Il ne semble plus y avoir de socle identitaire qu’on pourrait atteindre en creusant. Pas de drapeau ni de Marseillaise qui nous ferait tous bondir ensemble. Tous les symboles ont été instrumentés. Ils sont devenus partisans. Feuille d’Érable, Fleur-de-lys, n’apparaissent pas pour nous rassembler, mais pour nous dresser les uns contre les autres.
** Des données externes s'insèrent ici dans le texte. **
//! End-to-end tests for backup and startup recovery across catalog restarts

mod common;

use common::TestShop;
use pretty_assertions::assert_eq;
use shopcore::storage::backup::verify_archive;
use shopcore::storage::snapshot;
use shopcore::{CatalogError, NewProduct, ProductId, ProductPatch, RecoveryOutcome, Size, StoreHealth};

#[test]
fn test_soft_deleted_catalog_is_not_revived_on_restart() {
    let shop = TestShop::new();
    {
        let catalog = shop.open();
        let id = catalog
            .create(NewProduct::new("Shirt", 1500.0).sizes(vec![Size::Label("M".into())]))
            .expect("Failed to create");
        catalog.soft_delete(id).expect("Failed to delete");
    }

    let catalog = shop.open();
    assert_eq!(
        catalog.recovery_outcome(),
        &RecoveryOutcome::AllSoftDeleted(StoreHealth { total: 1, active: 0 })
    );
    assert!(catalog.list(true).expect("Failed to list").is_empty());
    assert_eq!(catalog.list(false).expect("Failed to list").len(), 1);
}

#[test]
fn test_lost_database_is_restored_from_snapshot() {
    let shop = TestShop::new();
    shop.write_snapshot(
        r#"[{"id": 5, "title": "Jeans", "description": "Slim fit", "price": 3200,
             "sizes": [32, 30, 34], "photo": "", "is_active": true,
             "created_at": "2024-05-01T10:00:00Z"}]"#,
    );

    let catalog = shop.open();
    assert_eq!(catalog.recovery_outcome(), &RecoveryOutcome::RestoredFromSnapshot { products: 1 });

    let jeans = catalog.get(ProductId(5)).expect("Jeans should be restored");
    assert_eq!(jeans.title, "Jeans");
    assert_eq!(jeans.price, 3200.0);
    assert_eq!(jeans.sizes, vec![Size::Number(32), Size::Number(30), Size::Number(34)]);
    assert!(jeans.is_active);

    // The startup backup archives the restored data
    assert_eq!(shop.archives().len(), 1);
}

#[test]
fn test_snapshot_is_preferred_over_archive() {
    let shop = TestShop::new();
    {
        let catalog = shop.open();
        catalog.create(NewProduct::new("Shirt", 1500.0)).expect("Failed to create");
    }
    shop.delete_database();
    shop.write_snapshot(r#"[{"id": 9, "title": "Boots", "price": 5000}]"#);

    let catalog = shop.open();
    assert_eq!(catalog.recovery_outcome(), &RecoveryOutcome::RestoredFromSnapshot { products: 1 });
    let titles: Vec<_> = catalog
        .list(false)
        .expect("Failed to list")
        .into_iter()
        .map(|p| p.title)
        .collect();
    assert_eq!(titles, vec!["Boots".to_string()]);
}

#[test]
fn test_lost_database_and_snapshot_restored_from_archive() {
    let shop = TestShop::new();
    let before = {
        let catalog = shop.open();
        let shirt = catalog.create(NewProduct::new("Shirt", 1500.0)).expect("Failed to create");
        catalog.create(NewProduct::new("Jeans", 3200.0)).expect("Failed to create");
        catalog.soft_delete(shirt).expect("Failed to delete");
        catalog.list(false).expect("Failed to list")
    };
    shop.delete_database();
    shop.delete_snapshot();

    let catalog = shop.open();
    match catalog.recovery_outcome() {
        RecoveryOutcome::RestoredFromArchive { health, .. } => {
            assert_eq!(health, &StoreHealth { total: 2, active: 1 });
        }
        other => panic!("unexpected recovery outcome: {other:?}"),
    }
    assert_eq!(catalog.list(false).expect("Failed to list"), before);
}

#[test]
fn test_restored_catalog_is_healthy_on_next_start() {
    let shop = TestShop::new();
    shop.write_snapshot(r#"[{"id": 1, "title": "Scarf", "price": 800}]"#);
    drop(shop.open());

    let catalog = shop.open();
    assert!(matches!(catalog.recovery_outcome(), RecoveryOutcome::Healthy(_)));
    assert_eq!(catalog.health().expect("Failed to read health").total, 1);
}

#[test]
fn test_retention_keeps_most_recent_archives() {
    let shop = TestShop::with_retention(3);
    let catalog = shop.open();
    for i in 1..=8 {
        catalog
            .create(NewProduct::new(format!("Product {i}"), 100.0 * i as f64))
            .expect("Failed to create");
    }

    let archives = shop.archives();
    assert_eq!(archives.len(), 3);
    // Newest first: each archive was taken right after one more product was added
    let totals: Vec<u64> = archives
        .iter()
        .map(|a| verify_archive(&a.path).expect("Archive should verify").total)
        .collect();
    assert_eq!(totals, vec![8, 7, 6]);
}

#[test]
fn test_soft_delete_twice_reports_already_deleted() {
    let shop = TestShop::new();
    let catalog = shop.open();
    let id = catalog.create(NewProduct::new("Shirt", 1500.0)).expect("Failed to create");

    catalog.soft_delete(id).expect("First delete should succeed");
    let err = catalog.soft_delete(id).expect_err("Second delete should fail");
    assert!(matches!(err, CatalogError::AlreadyDeleted(_)), "unexpected error: {err}");

    catalog.reactivate(id).expect("Reactivate should succeed");
    let err = catalog.reactivate(id).expect_err("Second reactivate should fail");
    assert!(matches!(err, CatalogError::AlreadyActive(_)), "unexpected error: {err}");
}

#[test]
fn test_snapshot_tracks_catalog_contents() {
    let shop = TestShop::new();
    let catalog = shop.open();
    let id = catalog
        .create(
            NewProduct::new("Рубашка «Лён»", 1999.99)
                .description("Linen, \"relaxed\" fit")
                .sizes(vec![Size::Label("S".into()), Size::Label("M".into())]),
        )
        .expect("Failed to create");
    catalog
        .update(
            id,
            ProductPatch {
                photo: Some("AgACAgIAAxkBAAIB".into()),
                ..Default::default()
            },
        )
        .expect("Failed to update");

    let written = snapshot::read_snapshot(&shop.config.snapshot_path)
        .expect("Snapshot should decode")
        .expect("Snapshot should exist");
    let stored = catalog.get(id).expect("Product should exist");
    assert_eq!(written, vec![stored]);
}

#[test]
fn test_legacy_rows_without_created_at_stay_readable() {
    let shop = TestShop::new();
    {
        let conn = rusqlite::Connection::open(&shop.config.db_path).expect("Failed to open legacy db");
        conn.execute_batch(
            "CREATE TABLE products (
                id INTEGER PRIMARY KEY AUTOINCREMENT,
                title TEXT NOT NULL,
                description TEXT,
                price REAL NOT NULL,
                sizes TEXT,
                photo TEXT,
                is_active INTEGER DEFAULT 1,
                created_at TEXT
            );
            INSERT INTO products (title, price, created_at) VALUES ('Shirt', 1500, '2024-05-01T10:00:00Z');
            INSERT INTO products (title, price) VALUES ('Legacy', 100);",
        )
        .expect("Failed to seed legacy table");
    }

    let catalog = shop.open();
    assert!(matches!(catalog.recovery_outcome(), RecoveryOutcome::Healthy(_)));

    // A legacy writer may keep inserting rows without a creation time
    {
        let conn = rusqlite::Connection::open(&shop.config.db_path).expect("Failed to open db");
        conn.execute("INSERT INTO products (title, price) VALUES ('Late', 200)", [])
            .expect("Failed to insert");
    }

    assert_eq!(catalog.list(true).expect("Failed to list").len(), 3);
    let report = catalog.backup_now().expect("Backup should succeed");
    assert_eq!(report.snapshot_products, Some(3));
}

#[test]
fn test_undecodable_snapshot_survives_startup_backup() {
    let shop = TestShop::new();
    // "Рубашка" encoded as cp1251
    let mut bytes = br#"[{"id": 1, "title": ""#.to_vec();
    bytes.extend_from_slice(&[0xD0, 0xF3, 0xE1, 0xE0, 0xF8, 0xEA, 0xE0]);
    bytes.extend_from_slice(br#"", "price": 1500}]"#);
    std::fs::write(&shop.config.snapshot_path, &bytes).expect("Failed to write snapshot");

    let catalog = shop.open();
    assert_eq!(catalog.recovery_outcome(), &RecoveryOutcome::Empty);

    let quarantined: Vec<_> = std::fs::read_dir(shop.dir.path())
        .expect("Failed to read dir")
        .filter_map(Result::ok)
        .filter(|e| e.file_name().to_string_lossy().starts_with("products_backup.json.corrupt-"))
        .collect();
    assert_eq!(quarantined.len(), 1);
    assert_eq!(std::fs::read(quarantined[0].path()).expect("Failed to read"), bytes);
}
Dans ce pays de factieux, tous les clivages prennent une importance démesurée. Tous les conflits sont insolubles, car c’est à l’opposition à l’autre qu’on s’identifie. C’est la désunion qui est sacrée. On préfère que le Québec ne soit pas, plutôt que de penser qu’il pourrait être autre chose que ce qu’on l’a rêvé. C’est pour ça que la nation québécoise n’existe pas.
J’ai fait mon deuil du Québec. Il ne sera ni laïque, ni missionnaire, ni pluraliste, ni vraiment français. Il ne sera rien. Juste une barque sans barreur, dans un espace tiède, entre chaud et froid, dérivant au gré des vents qui le feront changer de cap, mais sans avoir la force de gonfler ses voiles. Le Québec ne veut pas vraiment naviguer et, si certains voulaient briser ses amarres, il se trouverait toujours 820 lucides pour les retenir… et des milliers d’autres pour les applaudir
Notre révolution bien tranquille, qui avait cru faire l’économie de trancher quelques têtes, nous a laissé un pays décapité où il ne semble plus rester un seul chef qui pense, qui espère et qui ose. Nous sommes devenus un pays équivoque, veuf d’une nation, divisé contre lui-même. Un pays sans projet de société et qu’on pourra maintenant faire dessiner au jour le jour, pour des desseins qu’on dira « pluralistes », par des gouvernants sans desseins.